• What needs to be done:
Look below for the line that contains "let parent = handle.extract(request.headers());", then copy it and each following line exactly, through and including the line that contains "let status = response.status();".

• Data supplied:
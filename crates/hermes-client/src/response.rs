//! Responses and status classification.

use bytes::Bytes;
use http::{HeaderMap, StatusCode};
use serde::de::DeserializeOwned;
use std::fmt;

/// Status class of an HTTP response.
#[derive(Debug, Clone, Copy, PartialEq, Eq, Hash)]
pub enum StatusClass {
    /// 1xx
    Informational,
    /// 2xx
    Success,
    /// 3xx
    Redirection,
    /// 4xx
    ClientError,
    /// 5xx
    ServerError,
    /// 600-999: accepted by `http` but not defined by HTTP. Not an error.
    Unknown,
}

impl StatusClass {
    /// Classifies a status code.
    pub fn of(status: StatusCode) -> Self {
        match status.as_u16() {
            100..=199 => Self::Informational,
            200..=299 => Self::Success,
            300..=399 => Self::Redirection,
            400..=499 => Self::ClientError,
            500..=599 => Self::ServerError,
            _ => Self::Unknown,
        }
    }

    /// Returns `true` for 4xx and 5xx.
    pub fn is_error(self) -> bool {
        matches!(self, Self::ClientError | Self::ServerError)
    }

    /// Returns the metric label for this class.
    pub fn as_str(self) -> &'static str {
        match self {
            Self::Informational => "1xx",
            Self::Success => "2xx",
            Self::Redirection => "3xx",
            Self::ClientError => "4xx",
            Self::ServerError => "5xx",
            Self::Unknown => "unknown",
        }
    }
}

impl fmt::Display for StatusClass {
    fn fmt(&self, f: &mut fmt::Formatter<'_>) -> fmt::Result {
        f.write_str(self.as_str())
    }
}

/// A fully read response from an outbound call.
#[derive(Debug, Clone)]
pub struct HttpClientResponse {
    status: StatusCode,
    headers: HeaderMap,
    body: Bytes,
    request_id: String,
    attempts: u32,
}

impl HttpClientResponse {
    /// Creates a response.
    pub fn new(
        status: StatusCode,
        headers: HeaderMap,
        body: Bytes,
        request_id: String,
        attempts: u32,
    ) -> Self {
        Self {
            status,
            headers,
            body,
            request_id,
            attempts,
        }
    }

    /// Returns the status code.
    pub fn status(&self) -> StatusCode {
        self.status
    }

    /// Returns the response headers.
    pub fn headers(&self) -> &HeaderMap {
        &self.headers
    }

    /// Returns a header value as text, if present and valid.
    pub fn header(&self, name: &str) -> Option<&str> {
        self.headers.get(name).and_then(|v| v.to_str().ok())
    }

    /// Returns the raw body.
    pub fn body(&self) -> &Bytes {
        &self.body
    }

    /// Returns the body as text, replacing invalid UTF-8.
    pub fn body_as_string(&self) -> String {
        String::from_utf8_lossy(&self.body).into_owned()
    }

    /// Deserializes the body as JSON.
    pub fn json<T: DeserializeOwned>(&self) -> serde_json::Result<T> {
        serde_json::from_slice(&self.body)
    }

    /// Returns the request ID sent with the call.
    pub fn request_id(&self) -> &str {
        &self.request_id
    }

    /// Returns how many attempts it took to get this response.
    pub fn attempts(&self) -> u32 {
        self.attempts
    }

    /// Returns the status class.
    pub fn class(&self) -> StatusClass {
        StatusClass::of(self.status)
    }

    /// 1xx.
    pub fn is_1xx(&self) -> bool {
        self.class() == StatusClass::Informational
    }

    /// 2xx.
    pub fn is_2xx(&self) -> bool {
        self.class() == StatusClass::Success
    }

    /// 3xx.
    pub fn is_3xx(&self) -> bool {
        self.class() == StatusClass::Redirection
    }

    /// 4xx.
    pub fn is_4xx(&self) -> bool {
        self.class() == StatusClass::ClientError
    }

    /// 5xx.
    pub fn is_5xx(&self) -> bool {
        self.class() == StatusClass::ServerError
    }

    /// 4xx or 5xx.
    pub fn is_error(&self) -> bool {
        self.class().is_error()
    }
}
==
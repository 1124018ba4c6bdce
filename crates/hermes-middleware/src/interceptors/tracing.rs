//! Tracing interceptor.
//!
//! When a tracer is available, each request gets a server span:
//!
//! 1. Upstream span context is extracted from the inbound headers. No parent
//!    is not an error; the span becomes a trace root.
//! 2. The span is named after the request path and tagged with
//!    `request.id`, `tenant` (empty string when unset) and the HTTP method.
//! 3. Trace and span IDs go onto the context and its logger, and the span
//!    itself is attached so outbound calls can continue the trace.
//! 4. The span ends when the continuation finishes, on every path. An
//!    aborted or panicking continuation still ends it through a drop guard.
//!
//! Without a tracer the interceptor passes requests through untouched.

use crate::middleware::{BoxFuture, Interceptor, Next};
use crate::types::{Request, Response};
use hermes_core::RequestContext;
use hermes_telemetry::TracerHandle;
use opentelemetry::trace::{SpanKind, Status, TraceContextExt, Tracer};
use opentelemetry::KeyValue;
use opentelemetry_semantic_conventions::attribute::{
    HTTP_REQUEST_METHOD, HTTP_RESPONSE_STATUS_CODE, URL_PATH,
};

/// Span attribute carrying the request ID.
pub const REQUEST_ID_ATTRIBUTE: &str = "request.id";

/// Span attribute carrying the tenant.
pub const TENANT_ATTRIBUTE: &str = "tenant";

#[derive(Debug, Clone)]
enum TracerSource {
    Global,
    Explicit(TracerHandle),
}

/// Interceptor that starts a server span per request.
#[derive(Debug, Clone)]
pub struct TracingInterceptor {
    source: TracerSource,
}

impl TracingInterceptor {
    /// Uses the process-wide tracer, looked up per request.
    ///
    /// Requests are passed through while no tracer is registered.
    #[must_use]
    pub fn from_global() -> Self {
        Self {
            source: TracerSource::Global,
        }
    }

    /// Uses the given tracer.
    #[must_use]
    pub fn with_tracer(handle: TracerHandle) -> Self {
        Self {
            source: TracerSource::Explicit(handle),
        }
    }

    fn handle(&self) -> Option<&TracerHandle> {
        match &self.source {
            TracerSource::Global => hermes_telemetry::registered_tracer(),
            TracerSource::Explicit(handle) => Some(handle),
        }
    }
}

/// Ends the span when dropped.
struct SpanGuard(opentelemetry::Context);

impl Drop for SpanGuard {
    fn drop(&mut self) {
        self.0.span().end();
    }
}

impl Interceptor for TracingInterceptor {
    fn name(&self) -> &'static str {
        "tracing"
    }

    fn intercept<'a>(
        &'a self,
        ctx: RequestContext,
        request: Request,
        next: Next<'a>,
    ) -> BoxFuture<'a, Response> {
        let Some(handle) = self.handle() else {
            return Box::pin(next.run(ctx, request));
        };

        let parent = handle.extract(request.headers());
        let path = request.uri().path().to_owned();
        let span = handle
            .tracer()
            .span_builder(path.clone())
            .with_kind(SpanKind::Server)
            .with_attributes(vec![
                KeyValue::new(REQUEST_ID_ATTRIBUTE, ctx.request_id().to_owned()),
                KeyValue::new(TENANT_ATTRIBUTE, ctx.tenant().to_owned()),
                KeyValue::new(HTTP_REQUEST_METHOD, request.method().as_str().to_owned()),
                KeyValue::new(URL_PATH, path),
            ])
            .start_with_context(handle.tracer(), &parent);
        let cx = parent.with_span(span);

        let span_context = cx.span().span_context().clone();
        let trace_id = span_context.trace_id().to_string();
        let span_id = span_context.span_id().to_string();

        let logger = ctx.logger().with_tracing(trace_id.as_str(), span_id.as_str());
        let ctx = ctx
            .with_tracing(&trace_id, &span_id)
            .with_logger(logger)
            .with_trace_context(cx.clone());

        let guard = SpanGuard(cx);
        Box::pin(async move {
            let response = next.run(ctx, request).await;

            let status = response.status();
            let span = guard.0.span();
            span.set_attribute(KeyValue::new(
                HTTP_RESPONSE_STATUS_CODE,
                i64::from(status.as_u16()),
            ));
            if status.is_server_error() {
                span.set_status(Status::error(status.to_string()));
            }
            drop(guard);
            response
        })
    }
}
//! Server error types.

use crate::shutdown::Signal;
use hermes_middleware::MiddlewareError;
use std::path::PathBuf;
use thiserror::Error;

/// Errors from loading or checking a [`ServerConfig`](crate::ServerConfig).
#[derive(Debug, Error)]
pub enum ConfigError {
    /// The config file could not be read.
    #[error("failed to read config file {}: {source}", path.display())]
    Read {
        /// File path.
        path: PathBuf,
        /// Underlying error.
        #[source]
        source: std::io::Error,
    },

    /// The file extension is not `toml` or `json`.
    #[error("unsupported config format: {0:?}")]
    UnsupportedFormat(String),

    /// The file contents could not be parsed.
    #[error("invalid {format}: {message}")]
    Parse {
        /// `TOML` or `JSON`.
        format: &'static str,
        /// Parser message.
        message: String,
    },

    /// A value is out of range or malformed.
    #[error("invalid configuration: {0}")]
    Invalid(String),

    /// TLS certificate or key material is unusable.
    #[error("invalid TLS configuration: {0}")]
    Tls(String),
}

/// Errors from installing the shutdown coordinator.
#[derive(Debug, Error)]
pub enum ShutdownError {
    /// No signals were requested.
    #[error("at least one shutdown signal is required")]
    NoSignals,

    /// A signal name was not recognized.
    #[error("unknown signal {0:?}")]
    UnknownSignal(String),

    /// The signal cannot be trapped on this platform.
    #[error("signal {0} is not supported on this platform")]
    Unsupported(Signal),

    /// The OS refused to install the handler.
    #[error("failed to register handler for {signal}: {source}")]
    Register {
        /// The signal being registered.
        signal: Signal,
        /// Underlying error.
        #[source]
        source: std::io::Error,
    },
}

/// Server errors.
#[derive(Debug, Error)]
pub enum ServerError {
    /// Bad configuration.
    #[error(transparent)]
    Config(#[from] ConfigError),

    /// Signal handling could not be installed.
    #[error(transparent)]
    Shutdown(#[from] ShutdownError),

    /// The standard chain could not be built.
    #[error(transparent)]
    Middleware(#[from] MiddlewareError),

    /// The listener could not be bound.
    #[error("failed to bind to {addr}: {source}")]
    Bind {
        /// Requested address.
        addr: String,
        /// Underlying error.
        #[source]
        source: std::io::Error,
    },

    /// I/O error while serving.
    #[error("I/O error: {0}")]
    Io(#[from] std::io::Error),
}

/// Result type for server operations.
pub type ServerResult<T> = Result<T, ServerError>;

• Exercise output:
        let parent = handle.extract(request.headers());
        let path = request.uri().path().to_owned();
        let span = handle
            .tracer()
            .span_builder(path.clone())
            .with_kind(SpanKind::Server)
            .with_attributes(vec![
                KeyValue::new(REQUEST_ID_ATTRIBUTE, ctx.request_id().to_owned()),
                KeyValue::new(TENANT_ATTRIBUTE, ctx.tenant().to_owned()),
                KeyValue::new(HTTP_REQUEST_METHOD, request.method().as_str().to_owned()),
                KeyValue::new(URL_PATH, path),
            ])
            .start_with_context(handle.tracer(), &parent);
        let cx = parent.with_span(span);

        let span_context = cx.span().span_context().clone();
        let trace_id = span_context.trace_id().to_string();
        let span_id = span_context.span_id().to_string();

        let logger = ctx.logger().with_tracing(trace_id.as_str(), span_id.as_str());
        let ctx = ctx
            .with_tracing(&trace_id, &span_id)
            .with_logger(logger)
            .with_trace_context(cx.clone());

        let guard = SpanGuard(cx);
        Box::pin(async move {
            let response = next.run(ctx, request).await;

            let status = response.status();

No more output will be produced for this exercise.